Boaters must be sure to obtain that permit by visiting http://www.nmfspermits.com or calling 888 872-tuna.

The surprise jigging catch of jumbo blues yesterday on the Golden Eagle from Belmar wasn’t repeated as blues they encountered were skittish and wouldn’t hit. They settled for a pick of sea bass.

The same applied to the big bluefish surf run at IBSP. Jerry Lasko said they never showed up this morning, though Maren Toleno caught a medium blue on a popper cast on the bay side.

I tried Shark River along with Vinny D’Anton as we failed to get a hit in good conditions. I moved to Point Pleasant Canal and did the same thing where other anglers said there hadn’t been a hit.

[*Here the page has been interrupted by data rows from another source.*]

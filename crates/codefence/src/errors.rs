//! Error types for executor infrastructure failures
//!
//! Only unexpected backend-level faults surface as errors. Ordinary execution
//! failures, including code that does not compile or exits nonzero, are
//! reported as data through [`CodeResult`](crate::core_types::CodeResult) so
//! that an agent can read the diagnostic text and correct the code. Extraction
//! never raises at all; malformed or absent content degrades to an empty list.

use thiserror::Error;

#[derive(Error, Debug)]
pub enum ExecutorError {
    #[error("Bollard (Docker client) error: {0}")]
    BollardError(#[from] bollard::errors::Error),
    #[error("I/O error during execution: {0}")]
    IoError(#[from] std::io::Error),
    #[error("Could not create temporary file/directory: {0}")]
    TempFileError(String),
    #[error("Script execution timed out")]
    Timeout,
    #[error("Backend terminated unexpectedly: {0}")]
    UnexpectedTermination(String),
}
//! Core type definitions for the extraction and execution contract
//!
//! This module defines the fundamental data structures exchanged between the
//! extractor, the executors, and the calling agent framework. The design
//! prioritizes compatibility with multimodal message formats while keeping the
//! execution-facing types minimal: a code block is just source text plus a
//! language tag, and a result is just an exit code plus combined output.

use serde::{Deserialize, Serialize};

/// A single fenced code snippet recovered from a message.
///
/// `code` is the fenced body exactly as written, including its trailing
/// newline. `language` is the tag declared on the opening fence, unchanged,
/// or the inferred language when no tag was declared, or an empty string when
/// inference fails. It is never the literal sentinel `"unknown"`.
#[derive(Debug, Serialize, Deserialize, Clone, PartialEq, Eq)]
pub struct CodeBlock {
    pub code: String,
    pub language: String,
}

/// The outcome of executing one batch of code blocks.
///
/// `exit_code` is `0` only if every block in the batch succeeded. `output` is
/// the concatenation, in execution order, of each executed block's output,
/// including the output of the failing block when one exists. Blocks after a
/// failure are never executed and contribute nothing.
#[derive(Debug, Serialize, Deserialize, Clone, PartialEq, Eq)]
pub struct CodeResult {
    pub exit_code: i32,
    pub output: String,
}

impl CodeResult {
    pub fn success(&self) -> bool {
        self.exit_code == 0
    }
}

/// One part of a structured multimodal message.
#[derive(Debug, Serialize, Deserialize, Clone, PartialEq, Eq)]
#[serde(tag = "type", rename_all = "snake_case")]
pub enum ContentPart {
    Text { text: String },
    Image { url: String },
}

/// Message content as produced by an assistant: either a plain string or an
/// ordered sequence of heterogeneous parts. Absent content is represented by
/// the caller passing `None` to the extractor.
#[derive(Debug, Serialize, Deserialize, Clone, PartialEq, Eq)]
#[serde(untagged)]
pub enum MessageContent {
    Text(String),
    Parts(Vec<ContentPart>),
}

impl MessageContent {
    /// Reduces the content to a single string by concatenating textual parts
    /// in original order. Non-textual parts are discarded without error.
    pub fn as_text(&self) -> String {
        match self {
            MessageContent::Text(text) => text.clone(),
            MessageContent::Parts(parts) => parts
                .iter()
                .filter_map(|part| match part {
                    ContentPart::Text { text } => Some(text.as_str()),
                    ContentPart::Image { .. } => None,
                })
                .collect(),
        }
    }
}

impl From<String> for MessageContent {
    fn from(text: String) -> Self {
        MessageContent::Text(text)
    }
}

impl From<&str> for MessageContent {
    fn from(text: &str) -> Self {
        MessageContent::Text(text.to_string())
    }
}

#[cfg(test)]
mod tests {
    use super::*;

    #[test]
    fn test_as_text_plain_string() {
        let content = MessageContent::from("hello world");
        assert_eq!(content.as_text(), "hello world");
    }

    #[test]
    fn test_as_text_skips_non_text_parts() {
        let content = MessageContent::Parts(vec![
            ContentPart::Text {
                text: "before ".to_string(),
            },
            ContentPart::Image {
                url: "https://example.com/plot.png".to_string(),
            },
            ContentPart::Text {
                text: "after".to_string(),
            },
        ]);
        assert_eq!(content.as_text(), "before after");
    }

    #[test]
    fn test_message_content_deserializes_untagged() {
        let plain: MessageContent = serde_json::from_str("\"just text\"").unwrap();
        assert_eq!(plain, MessageContent::Text("just text".to_string()));

        let parts: MessageContent = serde_json::from_str(
            r#"[{"type": "text", "text": "a"}, {"type": "image", "url": "u"}]"#,
        )
        .unwrap();
        assert_eq!(parts.as_text(), "a");
    }

    #[test]
    fn test_code_result_success() {
        let ok = CodeResult {
            exit_code: 0,
            output: String::new(),
        };
        let failed = CodeResult {
            exit_code: 1,
            output: "boom".to_string(),
        };
        assert!(ok.success());
        assert!(!failed.success());
    }
}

Grumpy’s Tackle in Seaside Park had an unusual report of sand tiger sharks hitting bunker baits being fished for bass and blues . Those being sighted have been in the 3-4-foot class. Some anglers fish for them at night during the summer. They are protected and must be released.

At Atlantic Highlands, I haven’t been getting reports because Capt. Ron Santee frankly said fluking has been terrible. The only bright spot has been the occasional blast of big stripers that came up a couple of times early last week around Santee’s Fishermen and the Sea Hunter. Santee had a charter on Sunday and didn’t hesitate to switch to bottom fishing for sea bass, ling and some winter flounder which resulted in fillets for all. The Sea Hunter got lucky with a Saturday afternoon charter when big blues and stripers butted into the fluke fishing.

The forecast for Tuesday is northwest winds at 10 knots early, but switching to southwest with gusts to 20 in the afternoon.